Una cosa, tuttavia, accenna con qualche riserva, e cioè di aver investito qualcosa lungo la strada che corre tra Reddington e l'incrocio di Englemere, ma di non essersi fermato a controllare cos'ha colpito. Harding, a questo punto, lo esorta a denunciare il fatto e a costituirsi alla polizia per affrontare le conseguenze del suo gesto sconsiderato, poiché è inevitabile che a breve tutta la faccenda diventerà di dominio pubblico; e la scoperta, al mattino dopo, che Sir Jabez non è rientrato dalla passeggiata serale cui aveva accennato nella telefonata a Furniss suscita l'apprensione della gente dei dintorni. È forse lui la vittima dell'incidente avvenuto a notte fonda? La successiva scoperta del cadavere del baronetto, nella cava dietro la sua villa, con un foro di proiettile alla tempia, suggerirebbe che si tratti di due casi del tutto separati, eppure non si può escludere alcuna possibilità: magari Hugh può aver solo tramortito il baronetto con la macchina e poi, credendolo morente, avergli sparato per porre fine alla sua agonia e averlo scaricato lontano dal luogo dell'incidente. In ogni caso, la morte di Bellamy solleva un putiferio e getta nel panico tutti i suoi conoscenti, i quali tentano di minimizzare il fattaccio, dapprima sostenendo che l'umore di Sir Jabez si era fatto tale da non poter escludere un suicidio e in seguito, quando si affaccerà l'ipotesi di un omicidio, affrettandosi a presentare un alibi per la sera dell'Incoronazione. Ognuno di loro, infatti, sembra aver avuto un buon motivo per togliere di mezzo lo scomodo baronetto, impiccione e sgradevole come pochi; eppure Harding, che si diverte ad investigare per conto proprio, non riesce ad inquadrare bene il caso. Innanzitutto, ci sono troppi indizi che non quadrano con le ipotesi avanzate dai poliziotti, sfumature dell'indagine che non si accordano del tutto con le spiegazioni fornite dagli esperti; ma sono soprattutto i legami stretti tra i principali sospettati a lasciare il professore sorpreso e confuso. Con l'aiuto di Furniss e delle proprie conoscenze, Harding si impegna a districare la complessa matassa di sospetti e bugie per arrivare alla verità, inaspettata ma logica come nelle migliori detective novels classiche.

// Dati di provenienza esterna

#[cfg(test)]
mod tests {
    use super::*;
    use crate::prune::NormProbeScorer;
    use candle_core::{DType, Device};

    fn mean_weights(intermediate: usize, hidden: usize) -> Arc<MeanWeights> {
        let device = Device::Cpu;
        let mk = |rows: usize, cols: usize, offset: usize| {
            let data: Vec<f32> = (0..rows * cols)
                .map(|i| ((i + offset) as f32 * 0.13).sin() * 0.4)
                .collect();
            Tensor::from_vec(data, (rows, cols), &device).unwrap()
        };
        Arc::new(MeanWeights::new(&MeanProjections {
            gate: mk(intermediate, hidden, 0),
            up: mk(intermediate, hidden, 100),
            down: mk(hidden, intermediate, 200),
        }))
    }

    fn private_deltas(intermediate: usize, hidden: usize, rank: usize) -> DeltaFactors {
        let device = Device::Cpu;
        let mk = |rows: usize, cols: usize, offset: usize| {
            let data: Vec<f32> = (0..rows * cols)
                .map(|i| ((i + offset) as f32 * 0.31).cos() * 0.1)
                .collect();
            Tensor::from_vec(data, (rows, cols), &device).unwrap()
        };
        DeltaFactors::Private {
            gate: LowRank::new(mk(intermediate, rank, 1), mk(rank, hidden, 2)),
            up: LowRank::new(mk(intermediate, rank, 3), mk(rank, hidden, 4)),
            down: LowRank::new(mk(hidden, rank, 5), mk(rank, intermediate, 6)),
        }
    }

    fn no_prune() -> PruneSettings {
        PruneSettings {
            prune_ratio: 0.0,
            probe_ratio: 1.0,
            skip: false,
        }
    }

    fn max_abs_diff(a: &Tensor, b: &Tensor) -> f32 {
        a.sub(b)
            .unwrap()
            .abs()
            .unwrap()
            .flatten_all()
            .unwrap()
            .to_vec1::<f32>()
            .unwrap()
            .into_iter()
            .fold(0.0, f32::max)
    }

    #[test]
    fn full_forward_shape() {
        let expert = MergedExpert::new(
            mean_weights(8, 6),
            private_deltas(8, 6, 2),
            Activation::Silu,
            no_prune(),
        );
        let x = Tensor::randn(0f32, 1.0, (5, 6), &Device::Cpu).unwrap();
        let out = expert.forward(&x, ExpertForward::Full).unwrap();
        assert_eq!(out.dims(), &[5, 6]);
    }

    #[test]
    fn zero_delta_equals_mean_only_bitwise() {
        let mean = mean_weights(8, 6);
        let expert = MergedExpert::new(
            Arc::clone(&mean),
            DeltaFactors::None,
            Activation::Silu,
            no_prune(),
        );
        let x = Tensor::randn(0f32, 1.0, (4, 6), &Device::Cpu).unwrap();
        let out = expert.forward(&x, ExpertForward::Full).unwrap();

        // Plain mean-weight FFN, computed directly.
        let gate = mean.gate.forward(&x).unwrap();
        let up = mean.up.forward(&x).unwrap();
        let h = gate.apply(&Activation::Silu).unwrap().mul(&up).unwrap();
        let expect = mean.down.forward(&h).unwrap();

        let a: Vec<f32> = out.flatten_all().unwrap().to_vec1().unwrap();
        let b: Vec<f32> = expect.flatten_all().unwrap().to_vec1().unwrap();
        assert_eq!(a, b, "delta-free forward must be bit-identical");
    }

    #[test]
    fn calibration_equals_full() {
        let expert = MergedExpert::new(
            mean_weights(8, 6),
            private_deltas(8, 6, 2),
            Activation::Silu,
            no_prune(),
        );
        let x = Tensor::randn(0f32, 1.0, (4, 6), &Device::Cpu).unwrap();
        let full = expert.forward(&x, ExpertForward::Full).unwrap();
        let calib = expert.forward(&x, ExpertForward::Calibration).unwrap();
        assert_eq!(max_abs_diff(&full, &calib), 0.0);
    }

    #[test]
    fn pruned_keep_all_matches_full() {
        let expert = MergedExpert::new(
            mean_weights(8, 6),
            private_deltas(8, 6, 2),
            Activation::Silu,
            no_prune(), // prune_ratio 0: every channel kept
        );
        let x = Tensor::randn(0f32, 1.0, (6, 6), &Device::Cpu).unwrap();
        let full = expert.forward(&x, ExpertForward::Full).unwrap();
        let pruned = expert
            .forward(&x, ExpertForward::Pruned(&NormProbeScorer))
            .unwrap();
        assert!(max_abs_diff(&full, &pruned) < 1e-5);
    }

    #[test]
    fn pruned_output_keeps_final_shape() {
        let expert = MergedExpert::new(
            mean_weights(16, 6),
            private_deltas(16, 6, 2),
            Activation::Silu,
            PruneSettings {
                prune_ratio: 0.5,
                probe_ratio: 0.5,
                skip: false,
            },
        );
        let x = Tensor::randn(0f32, 1.0, (10, 6), &Device::Cpu).unwrap();
        let out = expert
            .forward(&x, ExpertForward::Pruned(&NormProbeScorer))
            .unwrap();
        assert_eq!(out.dims(), &[10, 6]);
    }

    #[test]
    fn pruned_skip_layer_falls_back_to_full() {
        let expert = MergedExpert::new(
            mean_weights(8, 6),
            private_deltas(8, 6, 2),
            Activation::Silu,
            PruneSettings {
                prune_ratio: 0.5,
                probe_ratio: 0.5,
                skip: true,
            },
        );
        let x = Tensor::randn(0f32, 1.0, (4, 6), &Device::Cpu).unwrap();
        let full = expert.forward(&x, ExpertForward::Full).unwrap();
        let pruned = expert
            .forward(&x, ExpertForward::Pruned(&NormProbeScorer))
            .unwrap();
        assert_eq!(max_abs_diff(&full, &pruned), 0.0);
    }

    #[test]
    fn pruned_empty_selection_fails_fast() {
        let expert = MergedExpert::new(
            mean_weights(4, 6),
            DeltaFactors::None,
            Activation::Silu,
            PruneSettings {
                prune_ratio: 0.9, // floor(4·0.1) = 0 channels kept
                probe_ratio: 1.0,
                skip: false,
            },
        );
        let x = Tensor::randn(0f32, 1.0, (4, 6), &Device::Cpu).unwrap();
        let err = expert
            .forward(&x, ExpertForward::Pruned(&NormProbeScorer))
            .unwrap_err();
        assert!(matches!(err, MergeError::EmptySelection));
    }

    #[test]
    fn shared_reuse_matches_full() {
        let mean = mean_weights(8, 6);
        let expert = MergedExpert::new(
            Arc::clone(&mean),
            private_deltas(8, 6, 2),
            Activation::Silu,
            no_prune(),
        );
        let x = Tensor::randn(0f32, 1.0, (5, 6), &Device::Cpu).unwrap();

        let acts = SharedActivations {
            gate: mean.gate.forward(&x).unwrap(),
            up: mean.up.forward(&x).unwrap(),
            gate_v: None,
            up_v: None,
        };

        let full = expert.forward(&x, ExpertForward::Full).unwrap();
        let shared = expert
            .forward(&x, ExpertForward::SharedReuse(&acts))
            .unwrap();
        assert!(max_abs_diff(&full, &shared) < 1e-6);
    }

    #[test]
    fn shared_reuse_with_precomputed_v_products() {
        let mean = mean_weights(8, 6);
        let deltas = private_deltas(8, 6, 2);
        let (gv, uv) = match &deltas {
            DeltaFactors::Private { gate, up, .. } => (gate.v.clone(), up.v.clone()),
            _ => unreachable!(),
        };
        let expert = MergedExpert::new(Arc::clone(&mean), deltas, Activation::Silu, no_prune());
        let x = Tensor::randn(0f32, 1.0, (5, 6), &Device::Cpu).unwrap();

        let acts = SharedActivations {
            gate: mean.gate.forward(&x).unwrap(),
            up: mean.up.forward(&x).unwrap(),
            gate_v: Some(gv.forward(&x).unwrap()),
            up_v: Some(uv.forward(&x).unwrap()),
        };

        let full = expert.forward(&x, ExpertForward::Full).unwrap();
        let shared = expert
            .forward(&x, ExpertForward::SharedReuse(&acts))
            .unwrap();
        assert!(max_abs_diff(&full, &shared) < 1e-6);
    }

    #[test]
    fn build_deltas_none_for_zero_ratio() {
        let out = build_expert_deltas(None, 3).unwrap();
        assert_eq!(out.len(), 3);
        assert!(out.iter().all(|d| matches!(d, DeltaFactors::None)));
    }

    #[test]
    fn shared_v_basis_is_shared_between_experts() {
        let device = Device::Cpu;
        let mk = |rows: usize, cols: usize| {
            Tensor::zeros((rows, cols), DType::F32, &device).unwrap()
        };
        let proj = |rows: usize, cols: usize, rank: usize| ProjectionDeltas::SharedV {
            u_blocks: vec![mk(rows, rank), mk(rows, rank)],
            v: mk(rank, cols),
        };
        let deltas = LayerDeltas {
            gate: proj(8, 6, 2),
            up: proj(8, 6, 2),
            down: proj(6, 8, 2),
            rank: 2,
        };
        let experts = build_expert_deltas(Some(&deltas), 2).unwrap();
        let bases: Vec<_> = experts
            .iter()
            .map(|d| match d {
                DeltaFactors::SharedV { basis, .. } => Arc::as_ptr(basis),
                _ => panic!("expected SharedV"),
            })
            .collect();
        assert_eq!(bases[0], bases[1], "experts must reference one shared basis");
        assert!(experts[0].has_shared_v());
    }
}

"Incoronazione di Sua Maestà Giorgio VI e della Regina
Elisabetta", Frank O. Salisbury (1937)
"Com'è Morto il Baronetto?" è un tipico esempio di come un giallista riesca a mettere in mostra solo ciò che desidera e a nascondere, tra le righe, gli indizi necessari a scovare il colpevole del delitto. Infatti, come si scoprirà nella spiegazione finale, in quanto a fair-play questo romanzo si accorda in tutto e per tutto alle regole fondamentali del genere, rispettando il principio secondo cui niente viene lasciato al caso e ogni cosa è necessaria al fine di trovare la soluzione. Ciò dovrebbe aver assicurato a Stanners un posto tra le fila dei migliori romanzieri del crimine della Golden Age; eppure, come ho sottolineato sopra, insieme ai suoi libri esso è stato presto dimenticato. Un peccato e una stranezza, per un autore che è stato capace di confezionare una storia tanto gradevole. Pur affidandosi in parte ai soliti cliché del giallo classico, infatti, in questo caso egli tratta numerosi aspetti scientifici delle indagini come potrebbe fare Richard Austin Freeman col suo dottor Evelyn Thorndyke: la chimica e le altre scienze pure sono spesso citate nel corso della storia, con l'aggiunta supplementare di un eccentrico analista che si preoccupa soltanto dei propri studi e tralascia la vita sociale a favore di un isolamento volontario. L'analisi delle erbe e delle polveri, rinvenute sul luogo del delitto e in altri posti interessati dall'attenzione della polizia e rilevate da Harding (come un novello Sherlock Holmes, per citare un altro personaggio famoso) con la cura dell'appassionato, saranno determinanti per stabilire i tempi di azione dell'assassino e lo svolgersi degli eventi durante la sera dell'Incoronazione; per non parlare della parte importante che la balistica occuperà nello svolgimento dell'indagine.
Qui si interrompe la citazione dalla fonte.